Task to complete:
Examine each line of the data, and copy the ones containing "LineString".

== Segment start ==

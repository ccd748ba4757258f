//! Parsing and rendering of upstream instants.
//!
//! Upstream instants are strings and are not validated by the schema, so
//! parsing is lenient and never fails loudly: anything unparseable is
//! `None`.

use chrono::{DateTime, Locale, NaiveDate, NaiveDateTime, SecondsFormat, Utc};
use civic_feed_message_models::Language;

/// Parses an upstream instant.
///
/// Accepts RFC 3339 (`2025-01-05T08:00:00+02:00`), a naive date-time
/// (`2025-01-05T08:00:00`, read as UTC) and a bare date (`2025-01-05`, UTC
/// midnight).
#[must_use]
pub fn parse_instant(raw: &str) -> Option<DateTime<Utc>> {
    let raw = raw.trim();
    if raw.is_empty() {
        return None;
    }

    if let Ok(dt) = DateTime::parse_from_rfc3339(raw) {
        return Some(dt.with_timezone(&Utc));
    }

    for format in ["%Y-%m-%dT%H:%M:%S%.f", "%Y-%m-%d %H:%M:%S%.f"] {
        if let Ok(naive) = NaiveDateTime::parse_from_str(raw, format) {
            return Some(naive.and_utc());
        }
    }

    NaiveDate::parse_from_str(raw, "%Y-%m-%d")
        .ok()
        .and_then(|date| date.and_hms_opt(0, 0, 0))
        .map(|naive| naive.and_utc())
}

/// Renders an instant as `YYYY-MM-DDTHH:MM:SS.sssZ`.
#[must_use]
pub fn format_iso(instant: &DateTime<Utc>) -> String {
    instant.to_rfc3339_opts(SecondsFormat::Millis, true)
}

/// Re-renders an upstream instant in ISO form. Applying it to its own
/// output yields the same string.
#[must_use]
pub fn to_iso(raw: &str) -> Option<String> {
    parse_instant(raw).map(|instant| format_iso(&instant))
}

/// Long-form date in the app language, e.g. `January 5, 2025` or
/// `5 януари 2025 г.`.
#[must_use]
pub fn format_long_date(instant: &DateTime<Utc>, language: Language) -> String {
    match language {
        Language::English => instant
            .format_localized("%B %-d, %Y", Locale::en_US)
            .to_string(),
        Language::Bulgarian => instant
            .format_localized("%-d %B %Y г.", Locale::bg_BG)
            .to_string(),
    }
}
#[cfg(test)]
mod tests {
    use chrono::TimeZone as _;
    use civic_feed_message_models::TimespanStatus;
    use serde_json::json;

    use super::*;
    use crate::schema::parse_messages;

    fn now() -> DateTime<Utc> {
        Utc.with_ymd_and_hms(2025, 3, 1, 12, 0, 0).unwrap()
    }

    fn parse(dialect: Dialect, extra: serde_json::Value) -> IncomingMessage {
        let mut message = json!({
            "text": "**Water outage** on Vitosha Blvd",
            "createdAt": "2025-01-05T08:00:00Z",
            "locality": "bg.sofia",
        });
        for (k, v) in extra.as_object().unwrap() {
            message[k] = v.clone();
        }
        parse_messages(json!({ "messages": [message] }), dialect)
            .unwrap()
            .remove(0)
    }

    fn sources() -> SourceIndex {
        SourceIndex::new([Source {
            id: "sofiyska-voda".to_string(),
            name: "Sofiyska Voda".to_string(),
            url: "https://example.org".to_string(),
            logo_url: Some("https://example.org/logo.png".to_string()),
            locality: Some("bg.sofia".to_string()),
        }])
    }

    #[test]
    fn maps_minimal_message_with_defaults() {
        let message = parse(Dialect::OboApp, json!({}));
        let item = map_message(
            &message,
            &MappingContext::new(Dialect::OboApp, Language::English, now()),
        );

        assert_eq!(item.id, "2025-01-05T08:00:00Z");
        assert!(item.title.is_none());
        assert_eq!(item.snippet, "Water outage on Vitosha Blvd");
        assert_eq!(item.topic, UNCATEGORIZED_TOPIC);
        assert_eq!(item.date, "January 5, 2025");
        assert_eq!(item.description.as_deref(), Some("bg.sofia"));
        assert!(item.location.is_none());
        assert!(item.timespan_status.is_none());
        assert!(!item.city_wide);
        assert!(item.addresses.is_empty() && item.pins.is_empty() && item.locations.is_empty());
        assert_eq!(item.created_at.as_deref(), Some("2025-01-05T08:00:00.000Z"));
    }

    #[test]
    fn enriches_from_source_index() {
        let message = parse(
            Dialect::OboApp,
            json!({ "id": "m1", "source": "sofiyska-voda", "categories": ["water", "utilities"] }),
        );
        let index = sources();
        let ctx = MappingContext::new(Dialect::OboApp, Language::English, now()).with_sources(&index);
        let item = map_message(&message, &ctx);

        assert_eq!(item.id, "m1");
        assert_eq!(item.topic, "water");
        assert_eq!(item.categories, vec!["water", "utilities"]);
        assert_eq!(item.description.as_deref(), Some("Sofiyska Voda"));
        assert_eq!(item.source_name.as_deref(), Some("Sofiyska Voda"));
        assert_eq!(item.source_url.as_deref(), Some("https://example.org"));
        assert_eq!(
            item.source_logo_url.as_deref(),
            Some("https://example.org/logo.png")
        );
    }

    #[test]
    fn unknown_source_falls_back_to_raw_id() {
        let message = parse(Dialect::OboApp, json!({ "source": "toplofikacia" }));
        let index = sources();
        let ctx = MappingContext::new(Dialect::OboApp, Language::English, now()).with_sources(&index);
        let item = map_message(&message, &ctx);
        assert_eq!(item.description.as_deref(), Some("toplofikacia"));
        assert!(item.source_name.is_none());
    }

    #[test]
    fn oboapp_prefers_finalized_then_created() {
        let message = parse(
            Dialect::OboApp,
            json!({ "finalizedAt": "2025-02-10T09:00:00Z", "timespanEnd": "2025-04-01T00:00:00Z" }),
        );
        let ctx = MappingContext::new(Dialect::OboApp, Language::English, now());
        assert_eq!(map_message(&message, &ctx).date, "February 10, 2025");

        let message = parse(Dialect::OboApp, json!({ "timespanEnd": "2025-04-01T00:00:00Z" }));
        assert_eq!(map_message(&message, &ctx).date, "January 5, 2025");
    }

    #[test]
    fn updates_prefers_finalized_then_timespan_end() {
        let ctx = MappingContext::new(Dialect::Updates, Language::English, now());

        let message = parse(Dialect::Updates, json!({ "timespanEnd": "2025-04-01T00:00:00Z" }));
        assert_eq!(map_message(&message, &ctx).date, "April 1, 2025");

        let message = parse(
            Dialect::Updates,
            json!({ "finalizedAt": "2025-02-10T09:00:00Z", "timespanEnd": "2025-04-01T00:00:00Z" }),
        );
        assert_eq!(map_message(&message, &ctx).date, "February 10, 2025");
    }

    #[test]
    fn unparseable_dates_fall_back_to_raw_created_at() {
        let message = parse(
            Dialect::OboApp,
            json!({ "createdAt": "sometime", "finalizedAt": "later" }),
        );
        let ctx = MappingContext::new(Dialect::OboApp, Language::English, now());
        let item = map_message(&message, &ctx);
        assert_eq!(item.date, "sometime");
        assert!(item.created_at.is_none());
        assert!(item.finalized_at.is_none());
    }

    #[test]
    fn derives_timespan_fields() {
        let message = parse(
            Dialect::Updates,
            json!({
                "timespanStart": "2025-02-28T00:00:00+02:00",
                "timespanEnd": "2025-03-02T00:00:00Z",
            }),
        );
        let ctx = MappingContext::new(Dialect::Updates, Language::English, now());
        let item = map_message(&message, &ctx);

        assert_eq!(item.timespan_status, Some(TimespanStatus::Active));
        assert_eq!(
            item.timespan_start.as_deref(),
            Some("2025-02-27T22:00:00.000Z")
        );
        assert_eq!(
            to_iso(item.timespan_start.as_deref().unwrap()).as_deref(),
            item.timespan_start.as_deref()
        );
    }

    #[test]
    fn normalizes_structured_locations() {
        let message = parse(
            Dialect::OboApp,
            json!({
                "cityWide": true,
                "busStops": ["0123", "0456"],
                "geoJson": {
                    "type": "FeatureCollection",
                    "features": [{ "type": "Feature", "geometry": { "type": "Point", "coordinates": [23.32, 42.70] } }]
                },
                "addresses": [{
                    "originalText": "ul. Shipka 5",
                    "formattedAddress": "Shipka St 5",
                    "coordinates": { "lat": 42.69, "lng": 23.33 }
                }],
                "pins": [{
                    "address": "Pin",
                    "coordinates": { "lat": 42.68, "lng": 23.34 },
                    "timespans": [{ "start": "2025-03-01", "end": "garbage" }]
                }],
                "streets": [{
                    "street": "Rakovski",
                    "from": "Shipka",
                    "fromCoordinates": { "lat": 42.67, "lng": 23.35 },
                    "to": "Tsar Osvoboditel"
                }],
            }),
        );
        let ctx = MappingContext::new(Dialect::OboApp, Language::English, now());
        let item = map_message(&message, &ctx);

        assert!(item.city_wide);
        assert_eq!(item.bus_stops, vec!["0123", "0456"]);
        assert_eq!(item.location, Some(Location::new(42.70, 23.32)));
        assert_eq!(item.locations.len(), 3);
        assert_eq!(item.addresses[0].location, Some(Location::new(42.69, 23.33)));
        assert_eq!(
            item.pins[0].timespans,
            vec![NewsTimespan {
                start: Some("2025-03-01T00:00:00.000Z".to_string()),
                end: None,
            }]
        );
        assert_eq!(item.streets[0].from_location, Some(Location::new(42.67, 23.35)));
        assert!(item.streets[0].to_location.is_none());
    }

    #[test]
    fn snippet_prefers_plain_text() {
        let message = parse(
            Dialect::OboApp,
            json!({ "plainText": "Plain version", "markdownText": "# Markdown version" }),
        );
        let ctx = MappingContext::new(Dialect::OboApp, Language::English, now());
        assert_eq!(map_message(&message, &ctx).snippet, "Plain version");

        let message = parse(
            Dialect::OboApp,
            json!({ "plainText": "  ", "markdownText": "# Markdown version" }),
        );
        assert_eq!(map_message(&message, &ctx).snippet, "Markdown version");
    }

    #[test]
    fn batch_mapping_preserves_order() {
        let messages = vec![
            parse(Dialect::OboApp, json!({ "id": "b" })),
            parse(Dialect::OboApp, json!({ "id": "a" })),
        ];
        let ctx = MappingContext::new(Dialect::OboApp, Language::Bulgarian, now());
        let ids: Vec<String> = map_messages(&messages, &ctx)
            .into_iter()
            .map(|item| item.id)
            .collect();
        assert_eq!(ids, vec!["b", "a"]);
    }
}
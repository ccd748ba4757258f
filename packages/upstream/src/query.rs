//! Query strings for the message list endpoints.

use civic_feed_viewport::MapBounds;
use url::form_urlencoded::byte_serialize;

/// Filters for a message list request.
#[derive(Debug, Clone, Default, PartialEq)]
pub struct MessageQuery {
    /// Viewport to restrict messages to.
    pub bounds: Option<MapBounds>,
    /// Map zoom level. Only sent when finite.
    pub zoom: Option<f64>,
    /// Category slugs. Only sent when non-empty.
    pub categories: Vec<String>,
}

impl MessageQuery {
    /// Builds the query string (without the leading `?`).
    ///
    /// Bounds are sent as a complete `north`/`south`/`east`/`west` set.
    /// Categories are joined with a literal comma; the slugs themselves
    /// are percent-encoded but the separator is not.
    #[must_use]
    pub fn to_query_string(&self) -> String {
        let mut pairs: Vec<(&str, String)> = Vec::new();

        if let Some(bounds) = &self.bounds {
            pairs.push(("north", bounds.north.to_string()));
            pairs.push(("south", bounds.south.to_string()));
            pairs.push(("east", bounds.east.to_string()));
            pairs.push(("west", bounds.west.to_string()));
        }

        if let Some(zoom) = self.zoom.filter(|z| z.is_finite()) {
            pairs.push(("zoom", zoom.to_string()));
        }

        if !self.categories.is_empty() {
            let joined = self
                .categories
                .iter()
                .map(|slug| encode(slug))
                .collect::<Vec<_>>()
                .join(",");
            pairs.push(("categories", joined));
        }

        pairs
            .into_iter()
            .map(|(key, value)| format!("{key}={value}"))
            .collect::<Vec<_>>()
            .join("&")
    }

    /// Identifies this request for a given service, e.g. for cooldown
    /// bookkeeping.
    #[must_use]
    pub fn signature(&self, service_id: &str) -> String {
        format!("{service_id}?{}", self.to_query_string())
    }
}

/// Percent-encodes a single query value.
#[must_use]
pub fn encode(value: &str) -> String {
    byte_serialize(value.as_bytes()).collect()
}

/// Joins a base URL, an endpoint path and an optional query string.
#[must_use]
pub fn endpoint_url(base_url: &str, path: &str, query: &str) -> String {
    let base = base_url.trim_end_matches('/');
    let path = path.trim_start_matches('/');

    if query.is_empty() {
        format!("{base}/{path}")
    } else {
        format!("{base}/{path}?{query}")
    }
}
//! HTTP handler functions for the civic feed API.

use std::time::Duration;

use actix_web::{HttpResponse, web};
use chrono::Utc;
use civic_feed_message::{MappingContext, map_message, map_messages};
use civic_feed_server_models::{
    ApiError, ApiHealth, ApiService, ApiViewport, NewsItemQueryParams, NewsQueryParams,
    SourcesQueryParams,
};
use civic_feed_upstream::{MessageQuery, UpstreamError};
use civic_feed_viewport::{MapRegion, bounds_from_region, estimate_zoom, filter_within_bounds};

use crate::{AppState, SourcesError};

/// `GET /api/health`
pub async fn health() -> HttpResponse {
    HttpResponse::Ok().json(ApiHealth {
        healthy: true,
        version: env!("CARGO_PKG_VERSION").to_string(),
    })
}

/// `GET /api/services`
pub async fn services(state: web::Data<AppState>) -> HttpResponse {
    let services: Vec<ApiService> = state
        .services
        .iter()
        .map(|svc| {
            let config = svc.client.service();
            ApiService {
                id: config.id.clone(),
                name: config.name.clone(),
                dialect: config.dialect,
                supports_lookup: config.endpoints.message_by_id.is_some(),
            }
        })
        .collect();

    HttpResponse::Ok().json(services)
}

/// `GET /api/news`
///
/// Fetches the messages inside the requested viewport and maps them to
/// news items.
pub async fn news(
    state: web::Data<AppState>,
    params: web::Query<NewsQueryParams>,
) -> HttpResponse {
    let Some(svc) = state.service(params.service.as_deref()) else {
        return unknown_service(params.service.as_deref());
    };

    let query = MessageQuery {
        bounds: params.bounds(),
        zoom: params.zoom,
        categories: params.category_slugs(),
    };
    let signature = query.signature(svc.id());

    if let Some(remaining) = state.cooldown.remaining(&signature) {
        return cooling_down(remaining);
    }

    let messages = match svc.client.fetch_messages(&query).await {
        Ok(messages) => {
            state.cooldown.record_success(&signature);
            messages
        }
        Err(e) => {
            state.cooldown.record_failure(&signature);
            return upstream_error(&e);
        }
    };

    let sources = svc.source_index(&state.cooldown).await;
    let ctx = MappingContext::new(svc.client.dialect(), params.language(), Utc::now())
        .with_sources(&sources);
    let mut items = map_messages(&messages, &ctx);

    if params.clip
        && let Some(bounds) = &query.bounds
    {
        items = filter_within_bounds(items, bounds);
    }

    HttpResponse::Ok().json(items)
}

/// `GET /api/news/{id}`
pub async fn news_item(
    state: web::Data<AppState>,
    path: web::Path<String>,
    params: web::Query<NewsItemQueryParams>,
) -> HttpResponse {
    let Some(svc) = state.service(params.service.as_deref()) else {
        return unknown_service(params.service.as_deref());
    };

    let id = path.into_inner();
    let signature = format!("{}/{id}", svc.id());

    if let Some(remaining) = state.cooldown.remaining(&signature) {
        return cooling_down(remaining);
    }

    let message = match svc.client.fetch_message(&id).await {
        Ok(message) => {
            state.cooldown.record_success(&signature);
            message
        }
        Err(e) => {
            if !matches!(e, UpstreamError::Config { .. }) {
                state.cooldown.record_failure(&signature);
            }
            return upstream_error(&e);
        }
    };

    let sources = svc.source_index(&state.cooldown).await;
    let ctx = MappingContext::new(svc.client.dialect(), params.language(), Utc::now())
        .with_sources(&sources);

    HttpResponse::Ok().json(map_message(&message, &ctx))
}

/// `GET /api/sources`
pub async fn sources(
    state: web::Data<AppState>,
    params: web::Query<SourcesQueryParams>,
) -> HttpResponse {
    let Some(svc) = state.service(params.service.as_deref()) else {
        return unknown_service(params.service.as_deref());
    };

    match svc.sources(&state.cooldown).await {
        Ok(sources) => HttpResponse::Ok().json(sources.as_slice()),
        Err(SourcesError::CoolingDown(remaining)) => cooling_down(remaining),
        Err(SourcesError::Upstream(e)) => upstream_error(&e),
    }
}

/// `GET /api/viewport`
///
/// Converts a map region (center plus spans) into bounds and a zoom level.
pub async fn viewport(region: web::Query<MapRegion>) -> HttpResponse {
    HttpResponse::Ok().json(ApiViewport {
        bounds: bounds_from_region(&region),
        zoom: estimate_zoom(&region),
    })
}

fn unknown_service(id: Option<&str>) -> HttpResponse {
    let message = id.map_or_else(
        || "No upstream service is enabled".to_string(),
        |id| format!("Unknown upstream service '{id}'"),
    );
    HttpResponse::NotFound().json(ApiError::new(message))
}

fn upstream_error(e: &UpstreamError) -> HttpResponse {
    match e {
        UpstreamError::Config { .. } => {
            log::warn!("{e}");
            HttpResponse::NotFound().json(ApiError::new(e.to_string()))
        }
        UpstreamError::Transport { .. } | UpstreamError::Validation(_) => {
            log::error!("{e}");
            HttpResponse::BadGateway().json(ApiError::new(e.to_string()))
        }
    }
}

fn cooling_down(remaining: Duration) -> HttpResponse {
    let secs = remaining.as_secs() + u64::from(remaining.subsec_nanos() > 0);

    HttpResponse::ServiceUnavailable()
        .insert_header(("Retry-After", secs.to_string()))
        .json(ApiError {
            error: "Upstream request failed recently, try again later".to_string(),
            retry_after_secs: Some(secs),
        })
}
impl Dialect {
    /// Returns all variants of this enum.
    #[must_use]
    pub const fn all() -> &'static [Self] {
        &[Self::OboApp, Self::Updates]
    }

    /// Human-readable service name.
    #[must_use]
    pub const fn label(self) -> &'static str {
        match self {
            Self::OboApp => "OboApp",
            Self::Updates => "Updates",
        }
    }

    /// Error context used when a message list payload is rejected.
    #[must_use]
    pub const fn messages_context(self) -> &'static str {
        match self {
            Self::OboApp => "OboApp messages",
            Self::Updates => "Updates list",
        }
    }

    /// Error context used when a single-message payload is rejected.
    #[must_use]
    pub const fn message_context(self) -> &'static str {
        match self {
            Self::OboApp => "OboApp message",
            Self::Updates => "Updates message",
        }
    }

    /// Error context used when a sources payload is rejected.
    #[must_use]
    pub const fn sources_context(self) -> &'static str {
        match self {
            Self::OboApp => "OboApp sources",
            Self::Updates => "Updates sources",
        }
    }

    /// Whether every message must carry a `locality`.
    #[must_use]
    pub const fn requires_locality(self) -> bool {
        matches!(self, Self::Updates)
    }

    /// Candidate fields for the display date, in preference order.
    ///
    /// `createdAt` is always last since it is the only required instant.
    #[must_use]
    pub const fn date_preference(self) -> &'static [DateField] {
        match self {
            Self::OboApp => &[DateField::FinalizedAt, DateField::CreatedAt],
            Self::Updates => &[
                DateField::FinalizedAt,
                DateField::TimespanEnd,
                DateField::CreatedAt,
            ],
        }
    }
}
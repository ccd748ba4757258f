//! Map positions of a message.
//!
//! `GeoJSON` positions are `[lng, lat]`; everything returned from here is a
//! [`Location`] with the axes named. Coordinate arrays are untyped at the
//! schema layer, so malformed ones are skipped rather than reported.

use civic_feed_message_models::{Feature, Geometry, IncomingMessage, Location};

/// Picks the single position used to place `message` on a map.
///
/// Priority, first match wins:
///
/// 1. first `Point` feature
/// 2. first vertex of the first `LineString` feature
/// 3. first vertex of the first ring of the first `Polygon` feature
/// 4. first address with coordinates
///
/// Returns `None` when the message has no usable position.
#[must_use]
pub fn resolve_location(message: &IncomingMessage) -> Option<Location> {
    let features = features(message);

    features
        .iter()
        .find_map(|feature| match &feature.geometry {
            Geometry::Point { coordinates } => position(coordinates),
            _ => None,
        })
        .or_else(|| {
            features.iter().find_map(|feature| match &feature.geometry {
                Geometry::LineString { coordinates } => {
                    coordinates.as_array()?.first().and_then(position)
                }
                _ => None,
            })
        })
        .or_else(|| {
            features.iter().find_map(|feature| match &feature.geometry {
                Geometry::Polygon { coordinates } => coordinates
                    .as_array()?
                    .first()?
                    .as_array()?
                    .first()
                    .and_then(position),
                _ => None,
            })
        })
        .or_else(|| {
            message
                .addresses
                .iter()
                .flatten()
                .find_map(|address| address.coordinates.map(Location::from))
        })
}

/// Collects every position `message` mentions, for multi-point rendering.
///
/// Order: `Point` features, every `LineString` vertex, address
/// coordinates, pin coordinates. Polygons are not included. Duplicates are
/// kept.
#[must_use]
pub fn collect_locations(message: &IncomingMessage) -> Vec<Location> {
    let features = features(message);
    let mut locations = Vec::new();

    locations.extend(features.iter().filter_map(|feature| match &feature.geometry {
        Geometry::Point { coordinates } => position(coordinates),
        _ => None,
    }));

    for feature in features {
        if let Geometry::LineString { coordinates } = &feature.geometry {
            locations.extend(
                coordinates
                    .as_array()
                    .into_iter()
                    .flatten()
                    .filter_map(position),
            );
        }
    }

    locations.extend(
        message
            .addresses
            .iter()
            .flatten()
            .filter_map(|address| address.coordinates.map(Location::from)),
    );

    locations.extend(
        message
            .pins
            .iter()
            .flatten()
            .map(|pin| Location::from(pin.coordinates)),
    );

    locations
}

fn features(message: &IncomingMessage) -> &[Feature] {
    message
        .geo_json
        .as_ref()
        .map(|collection| collection.features.as_slice())
        .unwrap_or_default()
}

/// Reads a `[lng, lat, ...]` position. Extra elements (altitude) are
/// ignored.
fn position(value: &serde_json::Value) -> Option<Location> {
    let pair = value.as_array()?;
    let lng = pair.first()?.as_f64()?;
    let lat = pair.get(1)?.as_f64()?;

    if !lng.is_finite() || !lat.is_finite() {
        return None;
    }

    Some(Location::new(lat, lng))
}
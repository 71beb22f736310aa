//! Depth-first token walk over an object instance
//!
//! Sizing and encoding both consume the same token sequence, so they
//! agree on order and width by construction. The walk keeps its own
//! work stack; nesting depth of the data never grows the call stack.

use std::collections::HashSet;

use crate::error::{ChunkSchemaError, Result};
use crate::schema::{FieldKind, SchemaCatalog, SchemaId};
use crate::value::{ObjectGraph, ObjectId, Value};

use super::io::ByteSink;

/// One unit of encoded output
#[derive(Debug, Clone, Copy)]
pub(crate) enum Token<'g> {
    /// Primitive value in its natural width
    Scalar(&'g Value),
    /// Length-prefixed string
    Str(&'g str),
    /// Element count of a list
    Count(u32),
}

impl Token<'_> {
    pub(crate) fn encoded_len(&self) -> u64 {
        match self {
            Token::Scalar(value) => u64::from(scalar_width(value)),
            Token::Str(s) => 4 + s.len() as u64,
            Token::Count(_) => 4,
        }
    }

    pub(crate) fn write_to<S: ByteSink + ?Sized>(&self, sink: &mut S) -> Result<()> {
        match *self {
            Token::Scalar(value) => match *value {
                Value::Bool(v) => sink.write_bool(v),
                Value::Int8(v) => sink.write_i8(v),
                Value::Int16(v) => sink.write_i16(v),
                Value::Int32(v) => sink.write_i32(v),
                Value::Int64(v) => sink.write_i64(v),
                Value::Float32(v) => sink.write_f32(v),
                Value::Float64(v) => sink.write_f64(v),
                Value::Char(v) => sink.write_char(v),
                Value::Ref(v) => sink.write_chunk_id(v),
                Value::Str(_) | Value::Array(_) | Value::Object(_) => Err(
                    ChunkSchemaError::invalid_argument("value", "composite value in scalar position"),
                ),
            },
            Token::Str(s) => sink.write_str(s),
            Token::Count(count) => sink.write_u32(count),
        }
    }
}

fn scalar_width(value: &Value) -> u32 {
    match value {
        Value::Bool(_) | Value::Int8(_) => 1,
        Value::Int16(_) | Value::Char(_) => 2,
        Value::Int32(_) | Value::Float32(_) => 4,
        Value::Int64(_) | Value::Float64(_) | Value::Ref(_) => 8,
        Value::Str(_) | Value::Array(_) | Value::Object(_) => 0,
    }
}

/// Iterator of tokens for one root object
///
/// Every object node may be visited once; a node reachable twice (shared
/// or cyclic data) cannot be represented in the tree-shaped stream and is
/// rejected.
pub(crate) struct Walk<'g> {
    graph: &'g ObjectGraph,
    catalog: &'g SchemaCatalog,
    stack: Vec<(&'g FieldKind, &'g Value)>,
    visited: HashSet<ObjectId>,
}

impl<'g> Walk<'g> {
    pub(crate) fn new(graph: &'g ObjectGraph, root: ObjectId) -> Result<Self> {
        let mut walk = Self {
            graph,
            catalog: graph.catalog().as_ref(),
            stack: Vec::new(),
            visited: HashSet::new(),
        };
        walk.push_object(root, None)?;
        Ok(walk)
    }

    fn push_object(&mut self, id: ObjectId, expected: Option<SchemaId>) -> Result<()> {
        if !self.visited.insert(id) {
            return Err(ChunkSchemaError::invalid_argument(
                "object",
                format!("{} is referenced more than once", id),
            ));
        }

        let node = self.graph.node(id)?;
        if let Some(schema) = expected {
            if node.schema() != schema {
                return Err(ChunkSchemaError::invalid_argument(
                    "object",
                    format!("{} is a {}, expected {}", id, node.schema(), schema),
                ));
            }
        }

        let fields = self.catalog.fields(node.schema())?;
        if fields.len() != node.fields().len() {
            return Err(ChunkSchemaError::invalid_argument(
                "object",
                format!("{} has {} values for {} fields", id, node.fields().len(), fields.len()),
            ));
        }
        for (field, value) in fields.iter().zip(node.fields()).rev() {
            self.stack.push((&field.kind, value));
        }
        Ok(())
    }

    fn step(&mut self, kind: &'g FieldKind, value: &'g Value) -> Result<Option<Token<'g>>> {
        match (kind, value) {
            (FieldKind::Str, Value::Str(s)) => Ok(Some(Token::Str(s))),
            (FieldKind::List(element), Value::Array(items)) => {
                let count = u32::try_from(items.len()).map_err(|_| {
                    ChunkSchemaError::invalid_argument("list", "more than u32::MAX elements")
                })?;
                for item in items.iter().rev() {
                    self.stack.push((element.as_ref(), item));
                }
                Ok(Some(Token::Count(count)))
            }
            (FieldKind::FixedArray(element, count), Value::Array(items)) => {
                if items.len() != *count as usize {
                    return Err(ChunkSchemaError::invalid_argument(
                        "array",
                        format!("expected {} elements, found {}", count, items.len()),
                    ));
                }
                for item in items.iter().rev() {
                    self.stack.push((element.as_ref(), item));
                }
                Ok(None)
            }
            (FieldKind::Object(schema), Value::Object(id)) => {
                self.push_object(*id, Some(*schema))?;
                Ok(None)
            }
            (kind, value) if value.matches_primitive(kind) => Ok(Some(Token::Scalar(value))),
            (kind, value) => Err(ChunkSchemaError::invalid_argument(
                "value",
                format!("{} does not fit a {} field", value.kind_name(), kind),
            )),
        }
    }
}

impl<'g> Iterator for Walk<'g> {
    type Item = Result<Token<'g>>;

    fn next(&mut self) -> Option<Self::Item> {
        loop {
            let (kind, value) = self.stack.pop()?;
            match self.step(kind, value) {
                Ok(Some(token)) => return Some(Ok(token)),
                Ok(None) => continue,
                Err(e) => {
                    self.stack.clear();
                    return Some(Err(e));
                }
            }
        }
    }
}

== Segment end ==

Result of the exercise:
/// 2. first vertex of the first `LineString` feature
                Geometry::LineString { coordinates } => {
/// Order: `Point` features, every `LineString` vertex, address
        if let Geometry::LineString { coordinates } = &feature.geometry {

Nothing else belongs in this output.